Marvel is willing to make movies out of its more obscure properties; we’ve seen this already with Guardians and Ant-Man. Both of those were pretty far down in the Marvel roster of popularity. The movie boost worked for Guardians, I’m not yet convinced it will work for Ant-Man, I have doubts but we’ll see soon enough. So what about properties that were once not obscure but no longer exist?

excaliburI think that early Excalibur would make a great team movie for the Marvel Universe. It was a popular light-hearted comic back in its day, though the frequent artist and writer changes were not kind to it. The first run was something special; for those of you not familiar with Excalibur it was basically X-Men UK. Over half of the original team was from the X-Men roster, Kurt Wagner (Nightcrawler), Kitty Pryde (Shadowcat, with Lockheed), and Rachel Summers (Phoenix). The other two members were the British born Meggan and Brian Braddock (Captain Britain). Five members are pretty perfect for an ensemble feature film.

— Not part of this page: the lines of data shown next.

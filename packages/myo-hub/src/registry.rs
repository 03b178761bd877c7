use std::collections::HashMap;
use std::sync::Arc;

use chrono::{DateTime, Utc};
use tokio::sync::mpsc;
use uuid::Uuid;

/// Unique identifier for a connected viewer
pub type ViewerId = Uuid;

/// Serialized update shared by every viewer it is delivered to
pub type Payload = Arc<str>;

/// Default maximum number of simultaneous viewers
pub const DEFAULT_MAX_VIEWERS: usize = 64;

/// Registration result
#[derive(Debug, Clone, Copy, PartialEq, Eq)]
pub enum RegistrationResult {
    /// Successfully registered
    Ok,
    /// Registry at capacity, registration rejected
    AtCapacity,
}

/// Delivery handle of a registered viewer
#[derive(Debug)]
pub struct ViewerEntry {
    pub outbox: mpsc::Sender<Payload>,
    pub connected_at: DateTime<Utc>,
}

/// Registry of connected viewers.
///
/// Owned by the hub coordinator; nothing else adds or removes entries.
#[derive(Debug)]
pub struct ViewerRegistry {
    viewers: HashMap<ViewerId, ViewerEntry>,
    max_viewers: usize,
}

impl ViewerRegistry {
    pub fn new() -> Self {
        Self::with_capacity(DEFAULT_MAX_VIEWERS)
    }

    /// Create registry with custom max viewers
    pub fn with_capacity(max_viewers: usize) -> Self {
        Self {
            viewers: HashMap::new(),
            max_viewers,
        }
    }

    /// Register a viewer's outbound channel
    pub fn register(&mut self, id: ViewerId, outbox: mpsc::Sender<Payload>) -> RegistrationResult {
        if !self.viewers.contains_key(&id) && self.viewers.len() >= self.max_viewers {
            return RegistrationResult::AtCapacity;
        }

        self.viewers.insert(
            id,
            ViewerEntry {
                outbox,
                connected_at: Utc::now(),
            },
        );
        RegistrationResult::Ok
    }

    /// Remove a viewer, dropping its outbound channel
    pub fn remove(&mut self, id: &ViewerId) -> Option<ViewerEntry> {
        self.viewers.remove(id)
    }

    pub fn contains(&self, id: &ViewerId) -> bool {
        self.viewers.contains_key(id)
    }

    pub fn len(&self) -> usize {
        self.viewers.len()
    }

    pub fn is_empty(&self) -> bool {
        self.viewers.is_empty()
    }

    pub fn max_viewers(&self) -> usize {
        self.max_viewers
    }

    pub fn iter(&self) -> impl Iterator<Item = (&ViewerId, &ViewerEntry)> {
        self.viewers.iter()
    }
}

impl Default for ViewerRegistry {
    fn default() -> Self {
        Self::new()
    }
}
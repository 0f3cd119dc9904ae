use anyhow::Result;
use log::info;
use simple_logger::SimpleLogger;
use std::path::PathBuf;

use glquad::{config::DEFAULT_CONFIG_PATH, App, AppConfig};

fn main() -> Result<()> {
    let config_path = std::env::args_os()
        .nth(1)
        .map(PathBuf::from)
        .unwrap_or_else(|| PathBuf::from(DEFAULT_CONFIG_PATH));

    let (config, found) = AppConfig::load_or_default(&config_path)?;

    SimpleLogger::new().with_level(config.log_level()?).init()?;
    if found {
        info!("Loaded configuration from {}", config_path.display());
    } else {
        info!("No configuration at {}, using defaults", config_path.display());
    }

    let (app, event_loop) = App::new(&config)?;
    app.run(event_loop)
}
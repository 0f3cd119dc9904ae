pub mod error;

pub use error::{MeshError, ShaderError};
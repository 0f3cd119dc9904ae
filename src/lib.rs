pub mod app;
pub mod config;
pub mod render;
pub mod utils;

// Re-export commonly used types
pub use app::App;
pub use config::core::AppConfig;
pub use render::mesh::Mesh;
pub use render::shaders::ShaderProgram;
pub use render::source::{parse_shader, ShaderKind, ShaderSources};
pub use utils::error::{MeshError, ShaderError};
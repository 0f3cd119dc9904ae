pub mod core;
pub mod rendering;
pub mod window;

pub use self::core::{AppConfig, DEFAULT_CONFIG_PATH};
pub use rendering::RenderConfig;
pub use window::WindowConfig;
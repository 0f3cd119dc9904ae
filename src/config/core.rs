use super::{RenderConfig, WindowConfig};
use anyhow::{Context, Result};
use log::LevelFilter;
use serde::{Deserialize, Serialize};
use std::path::Path;
use std::str::FromStr;

pub const DEFAULT_CONFIG_PATH: &str = "glquad.toml";

#[derive(Debug, Clone, PartialEq, Serialize, Deserialize)]
#[serde(default)]
pub struct AppConfig {
    pub log_level: String,
    pub window: WindowConfig,
    pub rendering: RenderConfig,
}

impl Default for AppConfig {
    fn default() -> Self {
        Self {
            log_level: "info".to_string(),
            window: WindowConfig::default(),
            rendering: RenderConfig::default(),
        }
    }
}

impl AppConfig {
    pub fn from_file(path: &Path) -> Result<Self> {
        let content = std::fs::read_to_string(path)
            .with_context(|| format!("Failed to read config file {}", path.display()))?;
        Self::from_toml(&content)
            .with_context(|| format!("Failed to parse config file {}", path.display()))
    }

    pub fn from_toml(content: &str) -> Result<Self> {
        let config: AppConfig = toml::from_str(content)?;
        config.log_level()?;
        Ok(config)
    }

    /// Loads `path` if it exists, otherwise falls back to defaults.
    /// The flag reports whether the file was found.
    pub fn load_or_default(path: &Path) -> Result<(Self, bool)> {
        if path.exists() {
            Ok((Self::from_file(path)?, true))
        } else {
            Ok((Self::default(), false))
        }
    }

    pub fn log_level(&self) -> Result<LevelFilter> {
        LevelFilter::from_str(&self.log_level)
            .map_err(|_| anyhow::anyhow!("Invalid log level '{}'", self.log_level))
    }
}

#[cfg(test)]
mod tests {
    use super::*;
    use std::path::PathBuf;
    use tempfile::tempdir;

    #[test]
    fn test_defaults() {
        let config = AppConfig::default();

        assert_eq!(config.window.title, "OpenGL Cube");
        assert_eq!((config.window.width, config.window.height), (640, 480));
        assert_eq!(
            config.rendering.shader_path,
            PathBuf::from("resources/shaders/Basic.shader")
        );
        assert_eq!(config.log_level().unwrap(), LevelFilter::Info);
    }

    #[test]
    fn test_partial_toml_keeps_defaults() {
        let config = AppConfig::from_toml(
            r#"
            log_level = "debug"

            [window]
            width = 1024

            [rendering]
            gl_version = [4, 1]
            "#,
        )
        .unwrap();

        assert_eq!(config.log_level().unwrap(), LevelFilter::Debug);
        assert_eq!(config.window.width, 1024);
        assert_eq!(config.window.height, 480);
        assert_eq!(config.rendering.gl_version, (4, 1));
        assert!(config.rendering.vsync);
    }

    #[test]
    fn test_invalid_log_level() {
        assert!(AppConfig::from_toml(r#"log_level = "loud""#).is_err());
    }

    #[test]
    fn test_load_missing_file_uses_defaults() {
        let dir = tempdir().unwrap();
        let (config, found) = AppConfig::load_or_default(&dir.path().join("glquad.toml")).unwrap();

        assert!(!found);
        assert_eq!(config, AppConfig::default());
    }

    #[test]
    fn test_load_from_file() {
        let dir = tempdir().unwrap();
        let path = dir.path().join("glquad.toml");
        std::fs::write(
            &path,
            "[rendering]\nshader_path = \"shaders/Other.shader\"\nclear_color = [0.2, 0.3, 0.3, 1.0]\n",
        )
        .unwrap();

        let (config, found) = AppConfig::load_or_default(&path).unwrap();
        assert!(found);
        assert_eq!(config.rendering.shader_path, PathBuf::from("shaders/Other.shader"));
        assert_eq!(config.rendering.clear_color, [0.2, 0.3, 0.3, 1.0]);
    }

    #[test]
    fn test_malformed_file_is_error() {
        let dir = tempdir().unwrap();
        let path = dir.path().join("glquad.toml");
        std::fs::write(&path, "[window\nwidth = ").unwrap();

        assert!(AppConfig::load_or_default(&path).is_err());
    }

    #[test]
    fn test_round_trip_through_toml() {
        let config = AppConfig::default();
        let text = toml::to_string_pretty(&config).unwrap();
        assert_eq!(AppConfig::from_toml(&text).unwrap(), config);
    }
}
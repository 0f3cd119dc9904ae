// shaders.rs - Shader compilation and program linking

use crate::render::source::{ShaderKind, ShaderSources};
use crate::utils::error::ShaderError;
use gl::types::*;
use std::ffi::CString;
use std::path::Path;
use std::ptr;

impl ShaderKind {
    pub fn gl_type(self) -> GLenum {
        match self {
            ShaderKind::Vertex => gl::VERTEX_SHADER,
            ShaderKind::Fragment => gl::FRAGMENT_SHADER,
        }
    }
}

/// A single compiled shader stage, deleted when dropped
pub struct Shader {
    id: GLuint,
    kind: ShaderKind,
}

impl Shader {
    pub fn compile(source: &str, kind: ShaderKind) -> Result<Self, ShaderError> {
        let source = CString::new(source.as_bytes())?;
        let shader = Shader {
            id: unsafe { gl::CreateShader(kind.gl_type()) },
            kind,
        };

        unsafe {
            gl::ShaderSource(shader.id, 1, &source.as_ptr(), ptr::null());
            gl::CompileShader(shader.id);
        }

        let mut success = 1;
        unsafe {
            gl::GetShaderiv(shader.id, gl::COMPILE_STATUS, &mut success);
        }

        if success == 0 {
            return Err(ShaderError::Compilation {
                kind,
                log: shader_info_log(shader.id),
            });
        }

        log::debug!("Compiled {} shader {}", shader.kind, shader.id);
        Ok(shader)
    }

    pub fn id(&self) -> GLuint {
        self.id
    }

    pub fn kind(&self) -> ShaderKind {
        self.kind
    }
}

impl Drop for Shader {
    fn drop(&mut self) {
        unsafe { gl::DeleteShader(self.id) };
    }
}

/// Linked vertex + fragment program
pub struct ShaderProgram {
    id: GLuint,
}

impl ShaderProgram {
    /// Splits a combined shader file and builds a program from its sections.
    pub fn from_file(path: impl AsRef<Path>) -> Result<Self, ShaderError> {
        let sources = ShaderSources::from_file(path)?;
        Self::from_sources(&sources)
    }

    pub fn from_sources(sources: &ShaderSources) -> Result<Self, ShaderError> {
        Self::new_from_source(&sources.vertex, &sources.fragment)
    }

    pub fn new_from_source(vertex_source: &str, fragment_source: &str) -> Result<Self, ShaderError> {
        let vertex_shader = Shader::compile(vertex_source, ShaderKind::Vertex)?;
        let fragment_shader = Shader::compile(fragment_source, ShaderKind::Fragment)?;

        let program = ShaderProgram {
            id: unsafe { gl::CreateProgram() },
        };
        unsafe {
            gl::AttachShader(program.id, vertex_shader.id());
            gl::AttachShader(program.id, fragment_shader.id());
            gl::LinkProgram(program.id);
        }

        program.check_link_status()?;
        program.validate();

        log::info!("Linked shader program {}", program.id);
        Ok(program)
    }

    fn check_link_status(&self) -> Result<(), ShaderError> {
        let mut success = 1;
        unsafe {
            gl::GetProgramiv(self.id, gl::LINK_STATUS, &mut success);
        }

        if success == 0 {
            return Err(ShaderError::Linking(program_info_log(self.id)));
        }
        Ok(())
    }

    // Result depends on current GL state; a failure is only logged
    fn validate(&self) {
        let mut status = 1;
        unsafe {
            gl::ValidateProgram(self.id);
            gl::GetProgramiv(self.id, gl::VALIDATE_STATUS, &mut status);
        }

        if status == 0 {
            log::warn!(
                "Shader program {} failed validation: {}",
                self.id,
                program_info_log(self.id)
            );
        }
    }

    pub fn id(&self) -> GLuint {
        self.id
    }

    pub fn set_used(&self) {
        unsafe {
            gl::UseProgram(self.id);
        }
    }
}

impl Drop for ShaderProgram {
    fn drop(&mut self) {
        unsafe { gl::DeleteProgram(self.id) };
    }
}

fn shader_info_log(shader: GLuint) -> String {
    let mut len = 0;
    unsafe {
        gl::GetShaderiv(shader, gl::INFO_LOG_LENGTH, &mut len);
    }
    read_info_log(len, |capacity, written, buffer| unsafe {
        gl::GetShaderInfoLog(shader, capacity, written, buffer);
    })
}

fn program_info_log(program: GLuint) -> String {
    let mut len = 0;
    unsafe {
        gl::GetProgramiv(program, gl::INFO_LOG_LENGTH, &mut len);
    }
    read_info_log(len, |capacity, written, buffer| unsafe {
        gl::GetProgramInfoLog(program, capacity, written, buffer);
    })
}

fn read_info_log(len: GLint, fill: impl FnOnce(GLsizei, *mut GLsizei, *mut GLchar)) -> String {
    let mut buffer = vec![0u8; len.max(1) as usize];
    let mut written: GLsizei = 0;
    fill(
        buffer.len() as GLsizei,
        &mut written as *mut GLsizei,
        buffer.as_mut_ptr() as *mut GLchar,
    );

    buffer.truncate(written.clamp(0, len.max(0)) as usize);
    String::from_utf8_lossy(&buffer).trim_end().to_string()
}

It was arguable the best comic of its albeit short lived era (on issue #24 artist and co-writer Alan Davis left) but Excalibur remained a lot fun up until #34 when writer Chris Claremont left. After that the tone and quality of Excalibur nose dived like a featherless chicken. Marvel didn’t know what to do with the title; after all it was a fun X-Men spin-off in a lot of ways and X-Men was all about the “serious.”  We’d also had The Dark Knight Returns and Watchmen by this point and comics were desperate to be taken seriously.

Marvel decided to make Excalibur more of a serious series and it went fairly gritty, then recovered for a short time when Davis briefly returned, then went really gritty again after he left. Team members were killed off, left catatonic or replaced. Captain Britain was even removed off-frame in a jarring plot shift. It’s not worth reading again until #83-103 when Warren Ellis took over. After he left Excalibur v1 limped on for a while but it was laid to rest on issue #125 with Captain Britain and Meggan’s wedding.

The obvious problem here is so many of the cast would be mutants and Fox owns the rights to Marvel’s mutant family. If Marvel and Fox could agree on the use of Captain Britain (non-mutant) then this could become part of the extended Fox mutant movies. I’d prefer it to be Marvel but given the great ball of tangled yarn that are the rights issues I’m not sure agreement is likely. Would take a lot of legal wrangling and that in itself is expensive and I doubt either company wants to take that on.

Regardless of likelihood if it was my script I’ve focus on the redemption of Captain Britain, a long time alcoholic, through his love for Meggan. Lots of intimacy between him and Meggan and a shifting Pheonix whose loyalties are not fixed. Humour through Kitty and Lockheed and Kurt holding it all together. The antagonists would be Saturnyne and Brian’s brother, the insane reality altering Jamie Braddock. Keep the enemy count low and make the reasons for conflict personal that that it’s clear and immediate danger. It would retain the lightness of tone evident in Guardians and be assuredly non-gritty.

I never knew I wanted this Marvel and Fox, but I do now. I know the odds of this happening are at about 1% but I’m holding a sliver of hope akin to when you drop toast. Will it land butter side up? Only if you’re really lucky. If you can pick up issues #1-34 they are well worth the read.